• _YOUR OBJECTIVE_: Work through the data and say how many lines contain "IoError". The number alone is the answer.
[[ DATA FOR THE TASK open ]]
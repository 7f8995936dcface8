//! Configuration validation.
//!
//! Structural problems (missing files, bad JSON) and semantic problems
//! (zero chat ids, burst settings that can never fire) are both reported
//! as [`ValidationError`] with a stable code and a field-level message.

use thiserror::Error;

use crate::monitor::{BurstSettings, MonitorConfig};
use crate::CONFIG_SCHEMA_VERSION;

/// Result type for validation operations.
pub type ValidationResult<T> = Result<T, ValidationError>;

/// Validation errors with stable codes.
#[derive(Error, Debug, Clone, PartialEq, Eq)]
pub enum ValidationError {
    #[error("I/O error: {0}")]
    IoError(String),

    #[error("Parse error: {0}")]
    ParseError(String),

    #[error("Semantic error: {0}")]
    SemanticError(String),

    #[error("Missing required field: {0}")]
    MissingField(String),

    #[error("Invalid value for {field}: {message}")]
    InvalidValue { field: String, message: String },

    #[error("Schema version mismatch: expected {expected}, got {actual}")]
    VersionMismatch { expected: String, actual: String },
}

impl ValidationError {
    /// Stable numeric code for machine consumption.
    pub fn code(&self) -> u32 {
        match self {
            ValidationError::IoError(_) => 60,
            ValidationError::ParseError(_) => 61,
            ValidationError::SemanticError(_) => 62,
            ValidationError::MissingField(_) => 63,
            ValidationError::InvalidValue { .. } => 64,
            ValidationError::VersionMismatch { .. } => 65,
        }
    }
}

impl From<ValidationError> for cw_common::Error {
    fn from(err: ValidationError) -> Self {
        match err {
            ValidationError::InvalidValue { field, message } => {
                cw_common::Error::InvalidConfig { field, message }
            }
            other => cw_common::Error::Config(other.to_string()),
        }
    }
}

/// Validate a monitor configuration.
pub fn validate_monitor(config: &MonitorConfig) -> ValidationResult<()> {
    if config.schema_version != CONFIG_SCHEMA_VERSION {
        return Err(ValidationError::VersionMismatch {
            expected: CONFIG_SCHEMA_VERSION.to_string(),
            actual: config.schema_version.clone(),
        });
    }

    if config.target_chat.get() == 0 {
        return Err(ValidationError::InvalidValue {
            field: "target_chat".to_string(),
            message: "must be a nonzero chat id".to_string(),
        });
    }

    if config.log_chat.get() == 0 {
        return Err(ValidationError::InvalidValue {
            field: "log_chat".to_string(),
            message: "must be a nonzero chat id".to_string(),
        });
    }

    if config.scan_interval_secs == 0 {
        return Err(ValidationError::InvalidValue {
            field: "scan_interval_secs".to_string(),
            message: "must be positive".to_string(),
        });
    }

    if config.status_every_cycles == 0 {
        return Err(ValidationError::InvalidValue {
            field: "status_every_cycles".to_string(),
            message: "must be positive".to_string(),
        });
    }

    validate_burst(&config.burst)
}

/// Validate burst detection settings.
pub fn validate_burst(burst: &BurstSettings) -> ValidationResult<()> {
    if burst.threshold == 0 {
        return Err(ValidationError::InvalidValue {
            field: "burst.threshold".to_string(),
            message: "must be positive".to_string(),
        });
    }

    if burst.time_window_secs == 0 {
        return Err(ValidationError::InvalidValue {
            field: "burst.time_window_secs".to_string(),
            message: "must be positive".to_string(),
        });
    }

    // With fewer retained events than the threshold, the detector can
    // never observe enough events to alarm. Reject instead of resizing.
    if burst.history_capacity < burst.threshold as usize {
        return Err(ValidationError::InvalidValue {
            field: "burst.history_capacity".to_string(),
            message: format!(
                "must be >= threshold ({}), got {}",
                burst.threshold, burst.history_capacity
            ),
        });
    }

    Ok(())
}

#[cfg(test)]
mod tests {
    use super::*;
    use cw_common::ChatId;

    fn valid_config() -> MonitorConfig {
        MonitorConfig {
            target_chat: ChatId(-1001111111111),
            log_chat: ChatId(-1002222222222),
            ..MonitorConfig::default()
        }
    }

    #[test]
    fn test_valid_config_passes() {
        assert!(validate_monitor(&valid_config()).is_ok());
    }

    #[test]
    fn test_version_mismatch_rejected() {
        let mut config = valid_config();
        config.schema_version = "0.9.0".to_string();
        let err = validate_monitor(&config).unwrap_err();
        assert!(matches!(err, ValidationError::VersionMismatch { .. }));
        assert_eq!(err.code(), 65);
    }

    #[test]
    fn test_zero_chat_ids_rejected() {
        let mut config = valid_config();
        config.target_chat = ChatId(0);
        let err = validate_monitor(&config).unwrap_err();
        match err {
            ValidationError::InvalidValue { field, .. } => assert_eq!(field, "target_chat"),
            other => panic!("unexpected error: {other:?}"),
        }
    }

    #[test]
    fn test_zero_scan_interval_rejected() {
        let mut config = valid_config();
        config.scan_interval_secs = 0;
        assert!(validate_monitor(&config).is_err());
    }

    #[test]
    fn test_burst_zero_threshold_rejected() {
        let burst = BurstSettings {
            threshold: 0,
            ..BurstSettings::default()
        };
        let err = validate_burst(&burst).unwrap_err();
        match err {
            ValidationError::InvalidValue { field, .. } => assert_eq!(field, "burst.threshold"),
            other => panic!("unexpected error: {other:?}"),
        }
    }

    #[test]
    fn test_burst_zero_window_rejected() {
        let burst = BurstSettings {
            time_window_secs: 0,
            ..BurstSettings::default()
        };
        assert!(validate_burst(&burst).is_err());
    }

    #[test]
    fn test_burst_capacity_below_threshold_rejected() {
        let burst = BurstSettings {
            threshold: 5,
            history_capacity: 4,
            ..BurstSettings::default()
        };
        let err = validate_burst(&burst).unwrap_err();
        match err {
            ValidationError::InvalidValue { field, message } => {
                assert_eq!(field, "burst.history_capacity");
                assert!(message.contains("threshold"));
            }
            other => panic!("unexpected error: {other:?}"),
        }
    }

    #[test]
    fn test_burst_capacity_equal_threshold_allowed() {
        let burst = BurstSettings {
            threshold: 10,
            history_capacity: 10,
            ..BurstSettings::default()
        };
        assert!(validate_burst(&burst).is_ok());
    }

    #[test]
    fn test_conversion_to_common_error() {
        let err = ValidationError::InvalidValue {
            field: "burst.threshold".to_string(),
            message: "must be positive".to_string(),
        };
        let common: cw_common::Error = err.into();
        assert_eq!(common.code(), 11);
    }
}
[[ DATA FOR THE TASK closed ]]
• _WRITTEN SOLUTION_: 2